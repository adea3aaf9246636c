// SPDX-FileCopyrightText: © 2025 Phala Network <dstack@phala.network>
//
// SPDX-License-Identifier: Apache-2.0

//! Image acquisition and config label reading.

use std::collections::HashMap;

use serde::Deserialize;
use thiserror::Error;
use tracing::info;

use crate::runtime::{ContainerRuntime, ImageHandle, RegistryAuth};
use crate::spec::LaunchSpec;

/// OCI image config media type.
pub const MEDIA_TYPE_OCI_CONFIG: &str = "application/vnd.oci.image.config.v1+json";
/// Legacy Docker schema-2 config media type.
pub const MEDIA_TYPE_DOCKER_CONFIG: &str = "application/vnd.docker.container.image.v1+json";

/// Registry username carrying an OAuth2 access token as the password.
const TOKEN_USERNAME: &str = "oauth2accesstoken";

#[derive(Debug, Error)]
pub enum ImageError {
    #[error("cannot pull image {reference}")]
    Pull {
        reference: String,
        #[source]
        source: anyhow::Error,
    },
    #[error("unknown image config media type {0}")]
    UnknownMediaType(String),
    #[error("cannot read image config")]
    Config(#[source] anyhow::Error),
}

/// Pull the image named by the spec. A memoized registry credential is used
/// when present; otherwise the pull is unauthenticated and only works for
/// public images.
pub async fn pull(
    runtime: &dyn ContainerRuntime,
    spec: &LaunchSpec,
) -> Result<ImageHandle, ImageError> {
    let credential = spec.registry_token.as_ref().map(|token| RegistryAuth {
        username: TOKEN_USERNAME.to_string(),
        password: token.clone(),
    });
    if credential.is_some() {
        info!("pulling image {} with registry credential", spec.image_ref);
    } else {
        info!(
            "pulling image {} without credential (only works for a public image)",
            spec.image_ref
        );
    }

    runtime
        .pull_image(&spec.image_ref, credential)
        .await
        .map_err(|source| ImageError::Pull {
            reference: spec.image_ref.clone(),
            source,
        })
}

#[derive(Deserialize)]
struct ImageConfigBlob {
    #[serde(default)]
    config: Option<InnerConfig>,
}

#[derive(Deserialize)]
struct InnerConfig {
    #[serde(rename = "Labels")]
    labels: Option<HashMap<String, String>>,
}

/// Read the image's config labels.
pub async fn read_labels(
    runtime: &dyn ContainerRuntime,
    image: &ImageHandle,
) -> Result<HashMap<String, String>, ImageError> {
    let config = runtime
        .image_config(image)
        .await
        .map_err(ImageError::Config)?;

    match config.media_type.as_str() {
        MEDIA_TYPE_OCI_CONFIG | MEDIA_TYPE_DOCKER_CONFIG => {}
        other => return Err(ImageError::UnknownMediaType(other.to_string())),
    }

    let blob: ImageConfigBlob =
        serde_json::from_slice(&config.content).map_err(|e| ImageError::Config(e.into()))?;
    Ok(blob.config.and_then(|c| c.labels).unwrap_or_default())
}
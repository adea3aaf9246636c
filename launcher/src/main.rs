// SPDX-FileCopyrightText: © 2025 Phala Network <dstack@phala.network>
//
// SPDX-License-Identifier: Apache-2.0

use std::path::PathBuf;
use std::sync::Arc;

use anyhow::{Context, Result};
use clap::Parser;
use launcher::docker::DockerRuntime;
use launcher::identity::{GcePrincipalFetcher, MetadataTokenSource};
use launcher::runner::{ContainerRunner, RunnerOptions};
use launcher::spec::{LaunchSpec, RestartPolicy};
use launcher::verifier::RestVerifierClient;
use tokio_util::sync::CancellationToken;
use tpm_quote::{AkAlgo, TpmDevice};
use tracing::{error, info, warn};

/// Launch a measured workload container bound to this machine's attestation
/// identity.
#[derive(Parser)]
#[command(author, version, about)]
struct Cli {
    /// Path to the launch spec attribute map (JSON)
    #[arg(long)]
    spec: PathBuf,

    /// Project the verifier challenges are created in
    #[arg(long)]
    project_id: String,

    /// Region of the verifier
    #[arg(long)]
    region: String,

    /// TPM TCTI string (auto-detect when omitted)
    #[arg(long)]
    tcti: Option<String>,

    /// Directory the attestation tokens are written to
    #[arg(long, default_value = launcher::refresher::HOST_TOKEN_DIR)]
    token_dir: PathBuf,
}

#[tokio::main]
async fn main() -> Result<()> {
    tracing_subscriber::fmt()
        .with_env_filter(
            tracing_subscriber::EnvFilter::try_from_default_env()
                .unwrap_or_else(|_| "info".into()),
        )
        .init();

    let cli = Cli::parse();
    let attributes =
        fs_err::read_to_string(&cli.spec).context("failed to read launch spec file")?;
    let mut launch_spec = LaunchSpec::from_json(&attributes)?;
    launch_spec.project_id = cli.project_id;
    launch_spec.region = cli.region;

    let runtime = Arc::new(DockerRuntime::connect()?);
    let quoter = Box::new(TpmDevice::open(cli.tcti.as_deref(), AkAlgo::Ecc)?);
    let token_source = Arc::new(MetadataTokenSource::new());
    let verifier = Box::new(RestVerifierClient::new(
        &launch_spec.attestation_service_addr,
        &launch_spec.project_id,
        &launch_spec.region,
        token_source.clone(),
    ));
    let principals = Box::new(GcePrincipalFetcher::new(
        launch_spec.impersonate_service_accounts.clone(),
        token_source,
    ));

    let runner = ContainerRunner::new(
        runtime,
        quoter,
        verifier,
        principals,
        launch_spec.clone(),
        RunnerOptions {
            token_dir: cli.token_dir,
            ..Default::default()
        },
    )
    .await?;

    let cancel = CancellationToken::new();
    tokio::spawn({
        let cancel = cancel.clone();
        async move {
            if tokio::signal::ctrl_c().await.is_ok() {
                info!("interrupt received, shutting down");
                cancel.cancel();
            }
        }
    });

    let result = loop {
        let result = runner.run(cancel.clone()).await;
        if cancel.is_cancelled() {
            break result;
        }
        match (&result, launch_spec.restart_policy) {
            (_, RestartPolicy::Always) => {
                warn!("workload finished, restarting (policy: always)");
            }
            (Err(err), RestartPolicy::OnFailure) => {
                warn!("workload failed, restarting (policy: on-failure): {err}");
            }
            _ => break result,
        }
    };

    runner.close().await;

    if let Err(err) = &result {
        error!("launch failed: {err:#}");
    }
    result.map_err(Into::into)
}
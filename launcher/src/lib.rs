// SPDX-FileCopyrightText: © 2025 Phala Network <dstack@phala.network>
//
// SPDX-License-Identifier: Apache-2.0

//! Launcher for a single measured workload container on a trusted VM.
//!
//! The launcher pulls the operator-requested OCI image, checks operator
//! overrides against the policy embedded in the image labels, measures the
//! workload's identifying claims into a canonical event log backed by a TPM
//! PCR, and supervises the container task. While the workload runs, a
//! background refresher keeps a verifiable OIDC token from the remote
//! attestation verifier fresh on a shared mount the workload can read.

pub mod agent;
pub mod docker;
pub mod error;
pub mod image;
pub mod identity;
pub mod policy;
pub mod refresher;
pub mod runner;
pub mod runtime;
pub mod spec;
pub mod verifier;

pub use agent::AttestationAgent;
pub use error::LauncherError;
pub use refresher::TokenRefresher;
pub use runner::{ContainerRunner, RunnerOptions};
pub use spec::LaunchSpec;
pub use verifier::AttestationRequest;
// SPDX-FileCopyrightText: © 2025 Phala Network <dstack@phala.network>
//
// SPDX-License-Identifier: Apache-2.0

//! Client for the remote attestation verifier.

use std::collections::BTreeMap;

use async_trait::async_trait;
use base64::engine::general_purpose::STANDARD as BASE64;
use base64::Engine;
use serde::{Deserialize, Serialize};
use thiserror::Error;
use tpm_quote::TpmQuote;
use tracing::debug;

use crate::identity::AccessTokenSource;

/// The well-known confidential-computing verifier endpoint.
pub const DEFAULT_VERIFIER_ENDPOINT: &str = "https://confidentialcomputing.googleapis.com";

/// A verifier-issued challenge binding the attestation exchange.
#[derive(Debug, Clone)]
pub struct Challenge {
    /// Resource name; doubles as the audience of the minted token.
    pub name: String,
    /// Nonce to quote over.
    pub nonce: Vec<u8>,
}

/// Everything the verifier needs to appraise this machine and workload.
#[derive(Debug, Clone)]
pub struct AttestationRequest {
    pub challenge: Challenge,
    pub quote: TpmQuote,
    /// Serialized canonical event log of the workload claims.
    pub canonical_event_log: Vec<u8>,
    /// Principal identity tokens bound to the challenge audience.
    pub principal_id_tokens: Vec<Vec<u8>>,
}

#[derive(Debug, Error)]
pub enum VerifierError {
    /// The verifier could not be reached; worth retrying.
    #[error("attestation service transport failure")]
    Transport(#[source] anyhow::Error),
    /// The verifier rejected the request; permanent.
    #[error("attestation service rejected the request: {status} {message}")]
    Rejected { status: u16, message: String },
    /// The verifier answered with something unusable; permanent.
    #[error("malformed attestation service response")]
    Malformed(#[source] anyhow::Error),
}

impl VerifierError {
    pub fn is_retryable(&self) -> bool {
        matches!(self, Self::Transport(_))
    }
}

#[async_trait]
pub trait VerifierClient: Send + Sync {
    async fn create_challenge(&self) -> Result<Challenge, VerifierError>;

    /// Transport the attestation request; returns the signed JWT bytes
    /// unchanged.
    async fn verify_attestation(
        &self,
        request: AttestationRequest,
    ) -> Result<Vec<u8>, VerifierError>;
}

/// REST client for the verifier.
pub struct RestVerifierClient {
    http: reqwest::Client,
    endpoint: String,
    project_id: String,
    region: String,
    token_source: std::sync::Arc<dyn AccessTokenSource>,
}

impl RestVerifierClient {
    /// An empty `endpoint` selects the default verifier.
    pub fn new(
        endpoint: &str,
        project_id: &str,
        region: &str,
        token_source: std::sync::Arc<dyn AccessTokenSource>,
    ) -> Self {
        let endpoint = if endpoint.is_empty() {
            DEFAULT_VERIFIER_ENDPOINT
        } else {
            endpoint
        };
        Self {
            http: reqwest::Client::new(),
            endpoint: endpoint.trim_end_matches('/').to_string(),
            project_id: project_id.to_string(),
            region: region.to_string(),
            token_source,
        }
    }

    async fn post(
        &self,
        url: &str,
        body: serde_json::Value,
    ) -> Result<serde_json::Value, VerifierError> {
        let bearer = self
            .token_source
            .token()
            .await
            .map_err(VerifierError::Transport)?;
        let response = self
            .http
            .post(url)
            .bearer_auth(bearer)
            .json(&body)
            .send()
            .await
            .map_err(|e| VerifierError::Transport(e.into()))?;

        let status = response.status();
        if !status.is_success() {
            let message = response.text().await.unwrap_or_default();
            return Err(VerifierError::Rejected {
                status: status.as_u16(),
                message,
            });
        }
        response
            .json()
            .await
            .map_err(|e| VerifierError::Malformed(e.into()))
    }
}

#[derive(Deserialize)]
#[serde(rename_all = "camelCase")]
struct ChallengeResponse {
    name: String,
    tpm_nonce: String,
}

#[derive(Serialize)]
#[serde(rename_all = "camelCase")]
struct VerifyAttestationBody {
    gcp_credentials: GcpCredentials,
    tpm_attestation: TpmAttestationBody,
}

#[derive(Serialize)]
#[serde(rename_all = "camelCase")]
struct GcpCredentials {
    id_tokens: Vec<String>,
}

#[derive(Serialize)]
#[serde(rename_all = "camelCase")]
struct TpmAttestationBody {
    quotes: Vec<QuoteBody>,
    canonical_event_log: String,
}

#[derive(Serialize)]
#[serde(rename_all = "camelCase")]
struct QuoteBody {
    hash_algo: String,
    quote: String,
    raw_sig: String,
    pcrs: BTreeMap<u32, String>,
}

impl From<&TpmQuote> for QuoteBody {
    fn from(quote: &TpmQuote) -> Self {
        let bank = quote
            .pcr_values
            .first()
            .map(|p| p.algorithm.clone())
            .unwrap_or_else(|| "sha256".to_string());
        Self {
            hash_algo: bank,
            quote: BASE64.encode(&quote.message),
            raw_sig: BASE64.encode(&quote.signature),
            pcrs: quote
                .pcr_values
                .iter()
                .map(|p| (p.index, BASE64.encode(&p.value)))
                .collect(),
        }
    }
}

#[async_trait]
impl VerifierClient for RestVerifierClient {
    async fn create_challenge(&self) -> Result<Challenge, VerifierError> {
        let url = format!(
            "{}/v1/projects/{}/locations/{}/challenges",
            self.endpoint, self.project_id, self.region
        );
        let value = self.post(&url, serde_json::json!({})).await?;
        let response: ChallengeResponse =
            serde_json::from_value(value).map_err(|e| VerifierError::Malformed(e.into()))?;
        let nonce = BASE64
            .decode(&response.tpm_nonce)
            .map_err(|e| VerifierError::Malformed(e.into()))?;
        debug!("created attestation challenge {}", response.name);
        Ok(Challenge {
            name: response.name,
            nonce,
        })
    }

    async fn verify_attestation(
        &self,
        request: AttestationRequest,
    ) -> Result<Vec<u8>, VerifierError> {
        let body = VerifyAttestationBody {
            gcp_credentials: GcpCredentials {
                id_tokens: request
                    .principal_id_tokens
                    .iter()
                    .map(|t| String::from_utf8_lossy(t).into_owned())
                    .collect(),
            },
            tpm_attestation: TpmAttestationBody {
                quotes: vec![QuoteBody::from(&request.quote)],
                canonical_event_log: BASE64.encode(&request.canonical_event_log),
            },
        };

        let url = format!("{}/v1/{}:verifyAttestation", self.endpoint, request.challenge.name);
        let body = serde_json::to_value(body).map_err(|e| VerifierError::Malformed(e.into()))?;
        let value = self.post(&url, body).await?;

        let token = value
            .get("oidcClaimsToken")
            .and_then(serde_json::Value::as_str)
            .ok_or_else(|| {
                VerifierError::Malformed(anyhow::anyhow!("response has no oidcClaimsToken"))
            })?;
        Ok(token.as_bytes().to_vec())
    }
}
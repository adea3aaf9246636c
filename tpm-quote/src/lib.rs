// SPDX-FileCopyrightText: © 2025 Phala Network <dstack@phala.network>
//
// SPDX-License-Identifier: Apache-2.0

//! TPM 2.0 quoting for attested workloads.
//!
//! This crate defines the data model for TPM quotes, the [`Quoter`] seam the
//! launcher drives the TPM device through, and a pure Rust implementation of
//! quote verification. Quote generation on a real device is provided by the
//! [`tools`] module, which wraps the `tpm2-tools` command-line utilities.

use anyhow::Result;
use serde::{Deserialize, Serialize};
use serde_human_bytes as hex_bytes;

pub mod tools;
pub mod verify;

pub use tools::TpmDevice;
pub use verify::{verify_quote, AkPublicKey};

/// Structured TPM quote containing all verification materials.
#[derive(Debug, Clone, Serialize, Deserialize)]
pub struct TpmQuote {
    /// TPM quote message (TPMS_ATTEST structure)
    #[serde(with = "hex_bytes")]
    pub message: Vec<u8>,
    /// Quote signature by the Attestation Key (TPMT_SIGNATURE structure)
    #[serde(with = "hex_bytes")]
    pub signature: Vec<u8>,
    /// PCR values at the time of quote generation
    pub pcr_values: Vec<PcrValue>,
    /// Qualifying data (nonce) used in the quote
    #[serde(with = "hex_bytes")]
    pub qualifying_data: Vec<u8>,
}

/// PCR value for a specific PCR register.
#[derive(Debug, Clone, PartialEq, Eq, Serialize, Deserialize)]
pub struct PcrValue {
    /// PCR index
    pub index: u32,
    /// Hash algorithm (e.g., "sha256")
    pub algorithm: String,
    /// PCR value (hash)
    #[serde(with = "hex_bytes")]
    pub value: Vec<u8>,
}

/// PCR selection for quoting.
#[derive(Debug, Clone, PartialEq, Eq, Serialize, Deserialize)]
pub struct PcrSelection {
    pub bank: String,
    pub pcrs: Vec<u32>,
}

impl PcrSelection {
    pub fn new(bank: &str, pcrs: &[u32]) -> Self {
        Self {
            bank: bank.to_string(),
            pcrs: pcrs.to_vec(),
        }
    }

    pub fn sha256(pcrs: &[u32]) -> Self {
        Self::new("sha256", pcrs)
    }

    /// The full SHA-256 bank, the selection attestation quotes are taken
    /// over. Always includes the workload measurement PCR.
    pub fn full_sha256() -> Self {
        Self::sha256(&(0..24).collect::<Vec<u32>>())
    }

    pub fn contains(&self, pcr: u32) -> bool {
        self.pcrs.contains(&pcr)
    }

    /// Render as a `bank:pcr,pcr,...` argument for tpm2-tools.
    pub fn to_arg(&self) -> String {
        let pcr_list: Vec<String> = self.pcrs.iter().map(|p| p.to_string()).collect();
        format!("{}:{}", self.bank, pcr_list.join(","))
    }
}

impl Default for PcrSelection {
    fn default() -> Self {
        Self::full_sha256()
    }
}

/// Attestation key algorithm selector.
///
/// On GCE vTPMs a pre-provisioned AK certificate is stored in NV; the
/// indices below come from the platform's fixed layout.
#[derive(Debug, Clone, Copy, Default, PartialEq, Eq)]
pub enum AkAlgo {
    /// ECC P-256 AK (the default for attestation)
    #[default]
    Ecc,
    /// RSA 2048 AK
    Rsa,
}

impl AkAlgo {
    /// NV index holding the AK certificate (DER).
    pub fn cert_nv_index(&self) -> u32 {
        match self {
            Self::Rsa => 0x01c10000,
            Self::Ecc => 0x01c10002,
        }
    }

    /// NV index holding the AK template (TPM2B_PUBLIC).
    pub fn template_nv_index(&self) -> u32 {
        match self {
            Self::Rsa => 0x01c10001,
            Self::Ecc => 0x01c10003,
        }
    }

    /// Key algorithm argument for tpm2-tools.
    pub fn to_arg(&self) -> &'static str {
        match self {
            Self::Ecc => "ecc",
            Self::Rsa => "rsa",
        }
    }
}

/// Seam for the TPM device. A quoter is a single-owner resource: it must not
/// be shared across activities without external serialization.
pub trait Quoter: Send {
    /// Generate a quote over `selection` with `extra_data` as the qualifying
    /// data. The returned quote carries the raw PCR values of the selection.
    fn quote(&mut self, selection: &PcrSelection, extra_data: &[u8]) -> Result<TpmQuote>;

    /// Extend a PCR in the SHA-256 bank with a digest.
    fn extend_pcr(&mut self, pcr: u32, digest: &[u8; 32]) -> Result<()>;

    /// Read the current PCR values for a selection.
    fn read_pcrs(&mut self, selection: &PcrSelection) -> Result<Vec<PcrValue>>;
}

#[cfg(test)]
mod tests {
    use super::*;

    #[test]
    fn pcr_selection_to_arg() {
        let sel = PcrSelection::sha256(&[0, 1, 2, 13]);
        assert_eq!(sel.to_arg(), "sha256:0,1,2,13");
    }

    #[test]
    fn full_selection_covers_measurement_pcr() {
        let sel = PcrSelection::full_sha256();
        assert_eq!(sel.pcrs.len(), 24);
        assert!(sel.contains(13));
    }

    #[test]
    fn ak_nv_indices() {
        assert_eq!(AkAlgo::Ecc.cert_nv_index(), 0x01c10002);
        assert_eq!(AkAlgo::Rsa.cert_nv_index(), 0x01c10000);
        assert_eq!(AkAlgo::default().to_arg(), "ecc");
    }
}
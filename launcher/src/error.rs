// SPDX-FileCopyrightText: © 2025 Phala Network <dstack@phala.network>
//
// SPDX-License-Identifier: Apache-2.0

//! Error taxonomy for the launcher.
//!
//! The outer supervisor branches on the error kind: `Retryable` failures may
//! be answered by re-invoking the whole run, everything else is permanent
//! for this launch spec and image.

use thiserror::Error;

use crate::{image::ImageError, policy::PolicyViolation};

#[derive(Debug, Error)]
pub enum LauncherError {
    /// Transient infrastructure failure (image pull, hostname lookup,
    /// container or task operations). The run may be retried as a whole.
    #[error("retryable failure: {0}")]
    Retryable(#[source] anyhow::Error),

    /// The launch spec itself is malformed.
    #[error("invalid launch spec")]
    Spec(#[source] anyhow::Error),

    /// The operator supplied an override the image forbids.
    #[error(transparent)]
    PolicyViolation(#[from] PolicyViolation),

    /// The image config is unreadable or its media type unsupported.
    #[error(transparent)]
    Image(#[from] ImageError),

    /// The image has no entrypoint for a Cmd override to extend.
    #[error("image has no entrypoint: generated args length {args} is not longer than the Cmd override length {cmd}")]
    EntrypointMissing { args: usize, cmd: usize },

    /// Attestation failed: TPM IO, principal token fetching, or the verifier
    /// exchange. Retried with backoff inside the refresher; fatal only when
    /// the initial synchronous refresh fails.
    #[error("attestation failure: {0}")]
    Attestation(#[source] anyhow::Error),

    /// The verifier returned a token that is already expired.
    #[error("attestation token is already expired")]
    TokenExpired,

    /// The workload task exited non-zero.
    #[error("workload exited with code {code}")]
    Workload { code: i64 },
}

impl LauncherError {
    pub fn retryable(err: impl Into<anyhow::Error>) -> Self {
        Self::Retryable(err.into())
    }

    /// Whether the outer supervisor may re-invoke the run.
    pub fn is_retryable(&self) -> bool {
        matches!(self, Self::Retryable(_))
    }

    /// The workload exit code, when the workload itself failed.
    pub fn workload_exit_code(&self) -> Option<i64> {
        match self {
            Self::Workload { code } => Some(*code),
            _ => None,
        }
    }
}
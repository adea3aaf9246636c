// SPDX-FileCopyrightText: © 2025 Phala Network <dstack@phala.network>
//
// SPDX-License-Identifier: Apache-2.0

//! TPM device access via the `tpm2-tools` command-line utilities.
//!
//! The launcher only needs three operations from the device: PCR extension,
//! PCR reads, and quote generation with the attestation key. Wrapping the
//! command-line tools keeps the crate free of native TSS library
//! dependencies.

use std::{
    io::ErrorKind,
    path::Path,
    process::{Command, Output},
    sync::Arc,
};

use anyhow::{bail, Context, Result};
use tempfile::TempDir;
use tracing::info;

use crate::{AkAlgo, PcrSelection, PcrValue, Quoter, TpmQuote};

/// Handle to a TPM device, addressed by a TCTI string.
#[derive(Debug)]
pub struct TpmDevice {
    tcti: String,
    ak_algo: AkAlgo,
    work_dir: Arc<TempDir>,
}

struct ToolOutput {
    success: bool,
    stdout: Vec<u8>,
    stderr: Vec<u8>,
}

impl ToolOutput {
    fn from_output(output: Output) -> Self {
        Self {
            success: output.status.success(),
            stdout: output.stdout,
            stderr: output.stderr,
        }
    }

    fn stderr_string(&self) -> String {
        String::from_utf8_lossy(&self.stderr).to_string()
    }
}

impl TpmDevice {
    /// Open a TPM device with an optional TCTI string (auto-detect if None).
    pub fn open(tcti: Option<&str>, ak_algo: AkAlgo) -> Result<Self> {
        match tcti {
            Some(t) => Self::new(t, ak_algo),
            None => Self::detect(ak_algo),
        }
    }

    /// Detect and connect to an available TPM device.
    pub fn detect(ak_algo: AkAlgo) -> Result<Self> {
        let tcti = if Path::new("/dev/tpmrm0").exists() {
            "device:/dev/tpmrm0"
        } else if Path::new("/dev/tpm0").exists() {
            "device:/dev/tpm0"
        } else {
            bail!("TPM device not found");
        };
        Self::new(tcti, ak_algo)
    }

    pub fn new(tcti: &str, ak_algo: AkAlgo) -> Result<Self> {
        let work_dir = TempDir::new().context("failed to create TPM work directory")?;
        Ok(Self {
            tcti: tcti.to_string(),
            ak_algo,
            work_dir: Arc::new(work_dir),
        })
    }

    fn work_dir(&self) -> &Path {
        self.work_dir.path()
    }

    fn run_cmd(&self, cmd: &str, args: &[&str]) -> Result<ToolOutput> {
        let mut command = Command::new(cmd);
        command.env("TPM2TOOLS_TCTI", &self.tcti).args(args);
        match command.output() {
            Ok(output) => Ok(ToolOutput::from_output(output)),
            Err(err) if err.kind() == ErrorKind::NotFound => {
                bail!("{cmd} not found; is tpm2-tools installed?")
            }
            Err(err) => Err(err).context("failed to run tpm2 command"),
        }
    }

    /// Create the attestation key under the endorsement hierarchy and leave
    /// its context file in the work directory. Returns the context path.
    fn create_ak(&self) -> Result<std::path::PathBuf> {
        let work_dir = self.work_dir();
        let ek_ctx = work_dir.join("ek.ctx");
        let ak_ctx = work_dir.join("ak.ctx");
        let ak_pub = work_dir.join("ak.pub");
        let ek_ctx_str = ek_ctx.to_string_lossy();
        let ak_ctx_str = ak_ctx.to_string_lossy();
        let ak_pub_str = ak_pub.to_string_lossy();
        let algo = self.ak_algo.to_arg();

        let output = self.run_cmd("tpm2_createek", &["-c", &ek_ctx_str, "-G", algo])?;
        if !output.success {
            bail!("tpm2_createek failed: {}", output.stderr_string());
        }

        let output = self.run_cmd(
            "tpm2_createak",
            &[
                "-C",
                &ek_ctx_str,
                "-c",
                &ak_ctx_str,
                "-u",
                &ak_pub_str,
                "-G",
                algo,
                "-g",
                "sha256",
            ],
        )?;
        if !output.success {
            bail!("tpm2_createak failed: {}", output.stderr_string());
        }

        Ok(ak_ctx)
    }
}

impl Quoter for TpmDevice {
    fn quote(&mut self, selection: &PcrSelection, extra_data: &[u8]) -> Result<TpmQuote> {
        let ak_ctx = self.create_ak()?;

        // Read PCR values before generating the quote.
        let pcr_values = self.read_pcrs(selection)?;

        let work_dir = self.work_dir();
        let quote_msg = work_dir.join("quote.msg");
        let quote_sig = work_dir.join("quote.sig");
        let qual_data = work_dir.join("qual_data.bin");
        std::fs::write(&qual_data, extra_data).context("failed to write qualifying data")?;

        let ak_ctx_str = ak_ctx.to_string_lossy();
        let quote_msg_str = quote_msg.to_string_lossy();
        let quote_sig_str = quote_sig.to_string_lossy();
        let qual_data_str = qual_data.to_string_lossy();
        let sel_str = selection.to_arg();

        let output = self.run_cmd(
            "tpm2_quote",
            &[
                "-c",
                &ak_ctx_str,
                "-l",
                &sel_str,
                "-m",
                &quote_msg_str,
                "-s",
                &quote_sig_str,
                "-q",
                &qual_data_str,
            ],
        )?;
        if !output.success {
            bail!("tpm2_quote failed: {}", output.stderr_string());
        }

        let message = std::fs::read(&quote_msg).context("failed to read quote message")?;
        let signature = std::fs::read(&quote_sig).context("failed to read quote signature")?;

        info!("generated TPM quote over {}", sel_str);
        Ok(TpmQuote {
            message,
            signature,
            pcr_values,
            qualifying_data: extra_data.to_vec(),
        })
    }

    fn extend_pcr(&mut self, pcr: u32, digest: &[u8; 32]) -> Result<()> {
        let pcr_arg = format!("{}:sha256={}", pcr, hex::encode(digest));
        let output = self.run_cmd("tpm2_pcrextend", &[&pcr_arg])?;
        if !output.success {
            bail!(
                "tpm2_pcrextend PCR {pcr} failed: {}",
                output.stderr_string()
            );
        }
        Ok(())
    }

    fn read_pcrs(&mut self, selection: &PcrSelection) -> Result<Vec<PcrValue>> {
        let pcr_output = self.work_dir().join("pcr_values.bin");
        let pcr_output_str = pcr_output.to_string_lossy();
        let sel_str = selection.to_arg();

        let output = self.run_cmd("tpm2_pcrread", &["-o", &pcr_output_str, &sel_str])?;
        if !output.success {
            bail!("tpm2_pcrread failed: {}", output.stderr_string());
        }

        // Binary output is the concatenation of the selected PCR values.
        let pcr_data = std::fs::read(&pcr_output).context("failed to read PCR output")?;
        let hash_size = 32;
        let mut pcr_values = Vec::new();
        for (i, pcr_idx) in selection.pcrs.iter().enumerate() {
            let offset = i * hash_size;
            if offset + hash_size > pcr_data.len() {
                bail!(
                    "short PCR read: want {} values, got {} bytes",
                    selection.pcrs.len(),
                    pcr_data.len()
                );
            }
            pcr_values.push(PcrValue {
                index: *pcr_idx,
                algorithm: selection.bank.clone(),
                value: pcr_data[offset..offset + hash_size].to_vec(),
            });
        }
        Ok(pcr_values)
    }
}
+ + + + +
[Activity] Scan the records for the string "quotes" and report each line where it occurs.

[Solution to the problem]
    quotes: Vec<QuoteBody>,
                quotes: vec![QuoteBody::from(&request.quote)],
//! This crate defines the data model for TPM quotes, the [`Quoter`] seam the
    /// The full SHA-256 bank, the selection attestation quotes are taken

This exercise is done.